I'd learned how to loop my arms up under my buttocks and bring them around to the front. It was a useful, if painful, skill. I waited till late at night, when the guards checked on me only about once an hour. Right after a shadow moved away from the door, I got my hands around to the front and pried the frame off a small mirror in my cell. I have prominent veins, and I started sawing into my forearms, pressing the biggest veins against the bone to sever them. When the grisly task was done, I was able to annoint myself and much of my cell with blood. When the guard arrived, he saw one of the more memorable tableaux in his young life.
It was still dark when I came to. A doctor was sewing up my forearms. The head officer of the prison facility was there, alternately angry and worried. His worrying was just what I had been hoping for.

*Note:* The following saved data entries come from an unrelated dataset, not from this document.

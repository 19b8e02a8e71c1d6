use crate::ids::Uid;
use crate::invariants::InvariantViolation;
use thiserror::Error;

#[derive(Error, Debug)]
pub enum ModelError {
    #[error("Node not found: {0}")]
    NodeNotFound(Uid),

    #[error("Component not found: {0}")]
    ComponentNotFound(Uid),

    #[error("Document has {} invariant violation(s): {}", .0.len(), summarize(.0))]
    Invariants(Vec<InvariantViolation>),

    #[error("JSON error: {0}")]
    Json(#[from] serde_json::Error),
}

fn summarize(violations: &[InvariantViolation]) -> String {
    violations
        .iter()
        .map(ToString::to_string)
        .collect::<Vec<_>>()
        .join("; ")
}

pub type ModelResult<T> = Result<T, ModelError>;
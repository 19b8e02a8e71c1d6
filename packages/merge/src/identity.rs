//! # Identity resolution
//!
//! Every entity is addressed by `(origin document tag, local id)`. Entity
//! ids survive cloning, so the merged document can hold entities coming from
//! any of the three inputs side by side.
//!
//! `clone_*_to_target` is the only way entities enter the merged document.
//! It returns the existing entity when the target already holds one with the
//! same identity and otherwise deep-clones it, keeping ids and recording the
//! mapping. Cloning into the document the entity came from is the identity.

use crate::errors::{MergeError, MergeResult};
use serde::{Deserialize, Serialize};
use sitediff_model::{Document, Uid, Variant, VariantSetting};
use std::collections::BTreeMap;

#[derive(Debug, Clone, PartialEq, Eq, PartialOrd, Ord, Hash, Serialize, Deserialize)]
pub struct Identity {
    pub origin: String,
    pub uid: Uid,
}

impl Identity {
    pub fn new(origin: impl Into<String>, uid: &Uid) -> Self {
        Self {
            origin: origin.into(),
            uid: uid.clone(),
        }
    }
}

/// Maps source identities to the id they were given in the target document
#[derive(Debug, Clone, Default)]
pub struct IdentityTable {
    entries: BTreeMap<Identity, Uid>,
}

impl IdentityTable {
    pub fn new() -> Self {
        Self::default()
    }

    /// Stable identity of `local` as seen from `document_id`
    pub fn resolve(&self, document_id: &str, local: &Uid) -> Identity {
        Identity::new(document_id, local)
    }

    pub fn record(&mut self, origin: &str, local: &Uid, target: Uid) {
        self.entries.insert(Identity::new(origin, local), target);
    }

    pub fn lookup(&self, origin: &str, local: &Uid) -> Option<&Uid> {
        self.entries.get(&Identity::new(origin, local))
    }

    pub fn len(&self) -> usize {
        self.entries.len()
    }

    pub fn is_empty(&self) -> bool {
        self.entries.is_empty()
    }
}

/// Find or deep-clone node `uid` of `source` into `target`.
///
/// Newly created ids are appended to `created`. The returned node keeps the
/// parent id it had in `source`; callers attach it.
pub fn clone_node_to_target(
    table: &mut IdentityTable,
    source: &Document,
    uid: &Uid,
    target: &mut Document,
    created: &mut Vec<Uid>,
) -> MergeResult<Uid> {
    if source.uuid == target.uuid {
        return Ok(uid.clone());
    }
    if let Some(mapped) = table.lookup(&source.uuid, uid) {
        if target.contains_node(mapped) {
            return Ok(mapped.clone());
        }
    }
    if target.contains_node(uid) {
        table.record(&source.uuid, uid, uid.clone());
        return Ok(uid.clone());
    }

    let node = source
        .node(uid)
        .ok_or_else(|| MergeError::MissingNode {
            document: source.name.clone(),
            uid: uid.clone(),
        })?
        .clone();
    let owned: Vec<Uid> = owned_ids(&node);

    // Registered before recursing so back-references resolve to this clone
    target.nodes.insert(uid.clone(), node);
    table.record(&source.uuid, uid, uid.clone());
    created.push(uid.clone());

    for child in owned {
        clone_node_to_target(table, source, &child, target, created)?;
    }
    Ok(uid.clone())
}

/// Find or clone component `uid` of `source` into `target`, root tree included
pub fn clone_component_to_target(
    table: &mut IdentityTable,
    source: &Document,
    uid: &Uid,
    target: &mut Document,
    created: &mut Vec<Uid>,
) -> MergeResult<Uid> {
    if source.uuid == target.uuid || target.has_component(uid) {
        return Ok(uid.clone());
    }
    let component = source
        .component(uid)
        .ok_or_else(|| MergeError::MissingComponent {
            document: source.name.clone(),
            uid: uid.clone(),
        })?
        .clone();
    let root = component.root.clone();
    target.components.push(component);
    table.record(&source.uuid, uid, uid.clone());

    clone_node_to_target(table, source, &root, target, created)?;
    if let Some(root) = target.node_mut(&root) {
        root.parent = None;
    }
    Ok(uid.clone())
}

/// Find or clone a variant declaration into `into`
pub fn clone_variant_to_target(
    table: &mut IdentityTable,
    origin: &str,
    variant: &Variant,
    into: &mut Vec<Variant>,
) -> Uid {
    if !into.iter().any(|existing| existing.uid == variant.uid) {
        into.push(variant.clone());
    }
    table.record(origin, &variant.uid, variant.uid.clone());
    variant.uid.clone()
}

/// Copy a variant setting, cloning any render content it owns into `target`
pub fn clone_vsetting_to_target(
    table: &mut IdentityTable,
    source: &Document,
    vs: &VariantSetting,
    target: &mut Document,
    created: &mut Vec<Uid>,
) -> MergeResult<VariantSetting> {
    for arg in &vs.args {
        for uid in arg.expr.nodes() {
            clone_node_to_target(table, source, uid, target, created)?;
        }
    }
    Ok(vs.clone())
}

/// Every id a node owns, including render args outside the base setting
fn owned_ids(node: &sitediff_model::Node) -> Vec<Uid> {
    let mut owned = node.child_list().cloned().unwrap_or_default();
    for vs in &node.vsettings {
        for arg in &vs.args {
            owned.extend(arg.expr.nodes().iter().cloned());
        }
    }
    owned
}
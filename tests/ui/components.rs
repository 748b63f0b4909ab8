#[path = "components/dialog_component.rs"]
mod dialog_component;


#[path = "components/portal_layer.rs"]
mod portal_layer;
//! Core UI functionality for the Modalist application.
//!
//! This module contains the fundamental building blocks for the user interface:
//! the component abstraction, the actions components exchange, and the event
//! poller that feeds the terminal loop.
//!
//! # Module Components
//!
//! - [`actions`] - Action definitions and UI state transitions
//! - [`component`] - Base component trait and rendering abstractions
//! - [`event_handler`] - Terminal event polling
//!
//! # Architecture
//!
//! 1. **Components** implement the [`Component`] trait for consistent rendering
//! 2. **Actions** describe state transitions requested by a component
//! 3. **Events** are read through the [`EventHandler`] and routed to components
//!
//! Dialog dismissal does not travel as an action from the dialog itself: the
//! dialog only invokes its close callback, and the host turns that request
//! into [`Action::CloseDialog`] on its next update.

pub mod actions;
pub mod component;
pub mod event_handler;

pub use actions::Action;
pub use component::Component;
pub use event_handler::{EventHandler, EventType};
use super::actions::Action;
use crossterm::event::{Event, KeyEvent, MouseEvent};
use ratatui::{layout::Rect, Frame};

pub trait Component {
    fn init(&mut self) -> anyhow::Result<()> {
        Ok(())
    }

    fn handle_events(&mut self, event: Option<Event>) -> Action {
        match event {
            Some(Event::Key(key)) => self.handle_key_events(key),
            Some(Event::Mouse(mouse)) => self.handle_mouse_events(mouse),
            _ => Action::None,
        }
    }

    fn handle_key_events(&mut self, key: KeyEvent) -> Action;

    fn handle_mouse_events(&mut self, _mouse: MouseEvent) -> Action {
        Action::None
    }

    fn update(&mut self, action: Action) -> Action {
        // Default implementation passes action through
        action
    }

    fn render(&mut self, f: &mut Frame, rect: Rect);
}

Instead of daily visits with the interrogators, I was now under the care of a doctor, who came every day to check for infection and change dressings. The handcuffs were gone and the quality of my food improved. There was no sympathy, but there was a kind of cover-your-ass attitude. They did not want a dead American on their hands, especially one who hadn't confessed.
About a week later, I was called to work again.
"We have been to see Mai in Saigon and her parents in Kontum," they told me. "Her parents say they were friendly to you under the puppet regime. But now, after studying their past behavior, they realize you deceived them. They don't want their daughter to have anything to do with you. You didn't come back here for Mai. The Socialist Republic of Vietnam is lenient to those who confess but hard on those who run away. Go back to your cell and think about that."
It was clear what had happened. Mai's old parents had already had problems because of their being Catholic, and apparently, their son, the priest, had got into serious trouble. Questioned about their relations with an American "imperialist," they naturally tried to distance themselves and their family from me. Who could blame them?
The heartening thing was that the interrogators didn't claim any wavering on Mai's part. In fact, they didn't, at first, say anything at all about her. It was clear to me that despite the risk to herself—and to her parents—she must have confirmed our relationship. By putting herself and her family at risk to protect me, she had shown tremendous courage. That realization gave me new strength against my captors.
•
At four o'clock one morning, three months into my imprisonment, I was awakened, told to get dressed, taken downstairs and put into an old Toyota sedan. Oddly enough, my escorts were at pains to be affable. I came to understand that their attitude was that of men ordered to deliver a volatile element from Qui Nhon to Saigon without an explosion.
At one point along the coast, we stopped at a snack bar that was trying for all the world to be a tourist attraction. It was built on rocks near the sea, but for some reason, it turned its back on the water and gave patrons a view of a dirt road scrambling up a bare hill. The guards put a Russian version of an English country-squire hat on me and said, "If anything happens, if anybody talks to you, you are a movie star from Czechoslovakia. Keep this hat on. Do not speak Vietnamese."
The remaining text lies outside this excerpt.